▸ Exercise prompt:
Because the material must match the original, reproduce every line of it exactly.
--- Input records Enclosed Below ---
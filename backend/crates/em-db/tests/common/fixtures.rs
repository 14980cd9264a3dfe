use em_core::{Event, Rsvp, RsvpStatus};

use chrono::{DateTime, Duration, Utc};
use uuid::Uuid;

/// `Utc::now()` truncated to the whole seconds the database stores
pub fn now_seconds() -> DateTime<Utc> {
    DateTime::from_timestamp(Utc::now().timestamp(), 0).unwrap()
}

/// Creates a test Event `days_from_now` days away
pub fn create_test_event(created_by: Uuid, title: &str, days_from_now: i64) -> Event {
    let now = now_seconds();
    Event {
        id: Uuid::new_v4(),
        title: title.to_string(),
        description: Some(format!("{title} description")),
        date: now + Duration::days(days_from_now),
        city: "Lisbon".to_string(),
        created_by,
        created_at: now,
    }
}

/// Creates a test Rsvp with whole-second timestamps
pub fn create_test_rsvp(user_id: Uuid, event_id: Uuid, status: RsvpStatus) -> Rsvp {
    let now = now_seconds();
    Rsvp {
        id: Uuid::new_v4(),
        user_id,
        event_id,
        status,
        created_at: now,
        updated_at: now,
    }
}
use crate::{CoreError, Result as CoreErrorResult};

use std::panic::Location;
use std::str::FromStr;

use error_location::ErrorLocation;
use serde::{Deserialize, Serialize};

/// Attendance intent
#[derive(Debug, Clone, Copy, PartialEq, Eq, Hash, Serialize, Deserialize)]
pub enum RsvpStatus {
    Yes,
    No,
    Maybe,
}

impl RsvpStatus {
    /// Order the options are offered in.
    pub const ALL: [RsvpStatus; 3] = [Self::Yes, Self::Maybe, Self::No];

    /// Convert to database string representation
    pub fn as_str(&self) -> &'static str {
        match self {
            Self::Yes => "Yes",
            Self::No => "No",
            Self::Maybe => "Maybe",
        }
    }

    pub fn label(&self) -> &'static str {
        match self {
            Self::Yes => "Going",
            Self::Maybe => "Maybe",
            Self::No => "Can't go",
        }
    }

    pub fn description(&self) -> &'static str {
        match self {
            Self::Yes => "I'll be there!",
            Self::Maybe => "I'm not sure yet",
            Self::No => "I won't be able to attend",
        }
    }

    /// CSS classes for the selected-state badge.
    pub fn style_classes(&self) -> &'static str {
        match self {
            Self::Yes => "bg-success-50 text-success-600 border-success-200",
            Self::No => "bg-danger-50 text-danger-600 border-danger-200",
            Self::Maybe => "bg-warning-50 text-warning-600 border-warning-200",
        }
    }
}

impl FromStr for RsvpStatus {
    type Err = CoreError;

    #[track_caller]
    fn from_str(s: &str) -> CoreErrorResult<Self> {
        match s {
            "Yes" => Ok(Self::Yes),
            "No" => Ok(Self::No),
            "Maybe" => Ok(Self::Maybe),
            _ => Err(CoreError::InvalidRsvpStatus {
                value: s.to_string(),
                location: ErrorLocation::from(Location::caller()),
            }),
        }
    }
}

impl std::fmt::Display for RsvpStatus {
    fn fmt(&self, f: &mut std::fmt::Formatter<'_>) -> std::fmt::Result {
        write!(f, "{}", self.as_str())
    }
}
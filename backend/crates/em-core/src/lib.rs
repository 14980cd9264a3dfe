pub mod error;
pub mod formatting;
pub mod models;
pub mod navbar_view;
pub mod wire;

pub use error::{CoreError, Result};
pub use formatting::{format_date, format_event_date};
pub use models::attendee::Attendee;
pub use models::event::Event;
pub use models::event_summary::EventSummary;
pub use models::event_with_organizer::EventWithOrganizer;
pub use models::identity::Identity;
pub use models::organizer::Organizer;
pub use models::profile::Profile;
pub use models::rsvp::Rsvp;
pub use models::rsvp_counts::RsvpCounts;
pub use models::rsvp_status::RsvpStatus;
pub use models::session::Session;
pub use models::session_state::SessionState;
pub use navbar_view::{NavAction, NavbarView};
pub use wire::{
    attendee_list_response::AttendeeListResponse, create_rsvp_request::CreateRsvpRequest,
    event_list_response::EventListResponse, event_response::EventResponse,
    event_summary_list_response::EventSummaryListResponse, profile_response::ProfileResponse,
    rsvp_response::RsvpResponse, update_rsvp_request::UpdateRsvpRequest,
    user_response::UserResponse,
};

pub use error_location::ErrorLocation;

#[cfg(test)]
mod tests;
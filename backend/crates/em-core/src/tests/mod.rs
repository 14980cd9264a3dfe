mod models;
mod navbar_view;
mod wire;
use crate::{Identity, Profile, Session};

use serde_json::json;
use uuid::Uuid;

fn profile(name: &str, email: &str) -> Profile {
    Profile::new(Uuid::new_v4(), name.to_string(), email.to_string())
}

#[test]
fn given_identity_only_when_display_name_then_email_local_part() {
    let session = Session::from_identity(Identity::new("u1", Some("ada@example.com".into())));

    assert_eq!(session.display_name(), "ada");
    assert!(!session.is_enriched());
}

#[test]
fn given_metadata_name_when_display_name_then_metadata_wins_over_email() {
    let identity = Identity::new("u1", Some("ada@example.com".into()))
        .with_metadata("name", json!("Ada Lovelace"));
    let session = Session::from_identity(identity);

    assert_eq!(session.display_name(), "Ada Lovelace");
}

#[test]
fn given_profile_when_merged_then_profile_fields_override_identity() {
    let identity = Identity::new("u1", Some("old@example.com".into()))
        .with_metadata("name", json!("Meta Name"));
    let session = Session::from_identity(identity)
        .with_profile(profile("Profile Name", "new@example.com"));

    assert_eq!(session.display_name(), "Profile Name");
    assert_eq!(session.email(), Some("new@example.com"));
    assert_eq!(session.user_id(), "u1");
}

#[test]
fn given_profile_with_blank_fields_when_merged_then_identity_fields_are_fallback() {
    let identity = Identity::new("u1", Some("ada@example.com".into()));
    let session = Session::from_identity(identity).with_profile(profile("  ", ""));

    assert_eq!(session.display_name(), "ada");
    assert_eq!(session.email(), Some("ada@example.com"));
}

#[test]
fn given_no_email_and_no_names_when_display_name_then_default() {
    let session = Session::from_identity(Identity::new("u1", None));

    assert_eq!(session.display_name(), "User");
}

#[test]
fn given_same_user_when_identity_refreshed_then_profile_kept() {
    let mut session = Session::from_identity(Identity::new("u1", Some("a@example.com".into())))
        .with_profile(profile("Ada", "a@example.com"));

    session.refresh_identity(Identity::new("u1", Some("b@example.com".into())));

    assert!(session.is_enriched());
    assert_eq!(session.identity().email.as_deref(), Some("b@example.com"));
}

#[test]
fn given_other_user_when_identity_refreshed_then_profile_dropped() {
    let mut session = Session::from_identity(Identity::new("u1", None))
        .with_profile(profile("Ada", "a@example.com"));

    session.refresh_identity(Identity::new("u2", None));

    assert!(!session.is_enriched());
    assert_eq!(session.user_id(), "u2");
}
--- End of Enclosed Input records ---
▸ Answer to the problem:
filename backend/crates/em-db/tests/common/fixtures.rs
repository 14980cd9264a3dfe
use em_core::{Event, Rsvp, RsvpStatus};

use chrono::{DateTime, Duration, Utc};
use uuid::Uuid;

/// `Utc::now()` truncated to the whole seconds the database stores
pub fn now_seconds() -> DateTime<Utc> {
    DateTime::from_timestamp(Utc::now().timestamp(), 0).unwrap()
}

/// Creates a test Event `days_from_now` days away
pub fn create_test_event(created_by: Uuid, title: &str, days_from_now: i64) -> Event {
    let now = now_seconds();
    Event {
        id: Uuid::new_v4(),
        title: title.to_string(),
        description: Some(format!("{title} description")),
        date: now + Duration::days(days_from_now),
        city: "Lisbon".to_string(),
        created_by,
        created_at: now,
    }
}

/// Creates a test Rsvp with whole-second timestamps
pub fn create_test_rsvp(user_id: Uuid, event_id: Uuid, status: RsvpStatus) -> Rsvp {
    let now = now_seconds();
    Rsvp {
        id: Uuid::new_v4(),
        user_id,
        event_id,
        status,
        created_at: now,
        updated_at: now,
    }
}
use crate::{CoreError, Result as CoreErrorResult};

use std::panic::Location;
use std::str::FromStr;

use error_location::ErrorLocation;
use serde::{Deserialize, Serialize};

/// Attendance intent
#[derive(Debug, Clone, Copy, PartialEq, Eq, Hash, Serialize, Deserialize)]
pub enum RsvpStatus {
    Yes,
    No,
    Maybe,
}

impl RsvpStatus {
    /// Order the options are offered in.
    pub const ALL: [RsvpStatus; 3] = [Self::Yes, Self::Maybe, Self::No];

    /// Convert to database string representation
    pub fn as_str(&self) -> &'static str {
        match self {
            Self::Yes => "Yes",
            Self::No => "No",
            Self::Maybe => "Maybe",
        }
    }

    pub fn label(&self) -> &'static str {
        match self {
            Self::Yes => "Going",
            Self::Maybe => "Maybe",
            Self::No => "Can't go",
        }
    }

    pub fn description(&self) -> &'static str {
        match self {
            Self::Yes => "I'll be there!",
            Self::Maybe => "I'm not sure yet",
            Self::No => "I won't be able to attend",
        }
    }

    /// CSS classes for the selected-state badge.
    pub fn style_classes(&self) -> &'static str {
        match self {
            Self::Yes => "bg-success-50 text-success-600 border-success-200",
            Self::No => "bg-danger-50 text-danger-600 border-danger-200",
            Self::Maybe => "bg-warning-50 text-warning-600 border-warning-200",
        }
    }
}

impl FromStr for RsvpStatus {
    type Err = CoreError;

    #[track_caller]
    fn from_str(s: &str) -> CoreErrorResult<Self> {
        match s {
            "Yes" => Ok(Self::Yes),
            "No" => Ok(Self::No),
            "Maybe" => Ok(Self::Maybe),
            _ => Err(CoreError::InvalidRsvpStatus {
                value: s.to_string(),
                location: ErrorLocation::from(Location::caller()),
            }),
        }
    }
}

impl std::fmt::Display for RsvpStatus {
    fn fmt(&self, f: &mut std::fmt::Formatter<'_>) -> std::fmt::Result {
        write!(f, "{}", self.as_str())
    }
}
filename backend/crates/em-core/src/lib.rs
repository 14980cd9264a3dfe
pub mod error;
pub mod formatting;
pub mod models;
pub mod navbar_view;
pub mod wire;

pub use error::{CoreError, Result};
pub use formatting::{format_date, format_event_date};
pub use models::attendee::Attendee;
pub use models::event::Event;
pub use models::event_summary::EventSummary;
pub use models::event_with_organizer::EventWithOrganizer;
pub use models::identity::Identity;
pub use models::organizer::Organizer;
pub use models::profile::Profile;
pub use models::rsvp::Rsvp;
pub use models::rsvp_counts::RsvpCounts;
pub use models::rsvp_status::RsvpStatus;
pub use models::session::Session;
pub use models::session_state::SessionState;
pub use navbar_view::{NavAction, NavbarView};
pub use wire::{
    attendee_list_response::AttendeeListResponse, create_rsvp_request::CreateRsvpRequest,
    event_list_response::EventListResponse, event_response::EventResponse,
    event_summary_list_response::EventSummaryListResponse, profile_response::ProfileResponse,
    rsvp_response::RsvpResponse, update_rsvp_request::UpdateRsvpRequest,
    user_response::UserResponse,
};

pub use error_location::ErrorLocation;

#[cfg(test)]
mod tests;
filename backend/crates/em-core/src/tests/mod.rs
repository 14980cd9264a3dfe
mod models;
mod navbar_view;
mod wire;
use crate::{Identity, Profile, Session};

use serde_json::json;
use uuid::Uuid;

fn profile(name: &str, email: &str) -> Profile {
    Profile::new(Uuid::new_v4(), name.to_string(), email.to_string())
}

#[test]
fn given_identity_only_when_display_name_then_email_local_part() {
    let session = Session::from_identity(Identity::new("u1", Some("ada@example.com".into())));

    assert_eq!(session.display_name(), "ada");
    assert!(!session.is_enriched());
}

#[test]
fn given_metadata_name_when_display_name_then_metadata_wins_over_email() {
    let identity = Identity::new("u1", Some("ada@example.com".into()))
        .with_metadata("name", json!("Ada Lovelace"));
    let session = Session::from_identity(identity);

    assert_eq!(session.display_name(), "Ada Lovelace");
}

#[test]
fn given_profile_when_merged_then_profile_fields_override_identity() {
    let identity = Identity::new("u1", Some("old@example.com".into()))
        .with_metadata("name", json!("Meta Name"));
    let session = Session::from_identity(identity)
        .with_profile(profile("Profile Name", "new@example.com"));

    assert_eq!(session.display_name(), "Profile Name");
    assert_eq!(session.email(), Some("new@example.com"));
    assert_eq!(session.user_id(), "u1");
}

#[test]
fn given_profile_with_blank_fields_when_merged_then_identity_fields_are_fallback() {
    let identity = Identity::new("u1", Some("ada@example.com".into()));
    let session = Session::from_identity(identity).with_profile(profile("  ", ""));

    assert_eq!(session.display_name(), "ada");
    assert_eq!(session.email(), Some("ada@example.com"));
}

#[test]
fn given_no_email_and_no_names_when_display_name_then_default() {
    let session = Session::from_identity(Identity::new("u1", None));

    assert_eq!(session.display_name(), "User");
}

#[test]
fn given_same_user_when_identity_refreshed_then_profile_kept() {
    let mut session = Session::from_identity(Identity::new("u1", Some("a@example.com".into())))
        .with_profile(profile("Ada", "a@example.com"));

    session.refresh_identity(Identity::new("u1", Some("b@example.com".into())));

    assert!(session.is_enriched());
    assert_eq!(session.identity().email.as_deref(), Some("b@example.com"));
}

#[test]
fn given_other_user_when_identity_refreshed_then_profile_dropped() {
    let mut session = Session::from_identity(Identity::new("u1", None))
        .with_profile(profile("Ada", "a@example.com"));

    session.refresh_identity(Identity::new("u2", None));

    assert!(!session.is_enriched());
    assert_eq!(session.user_id(), "u2");
}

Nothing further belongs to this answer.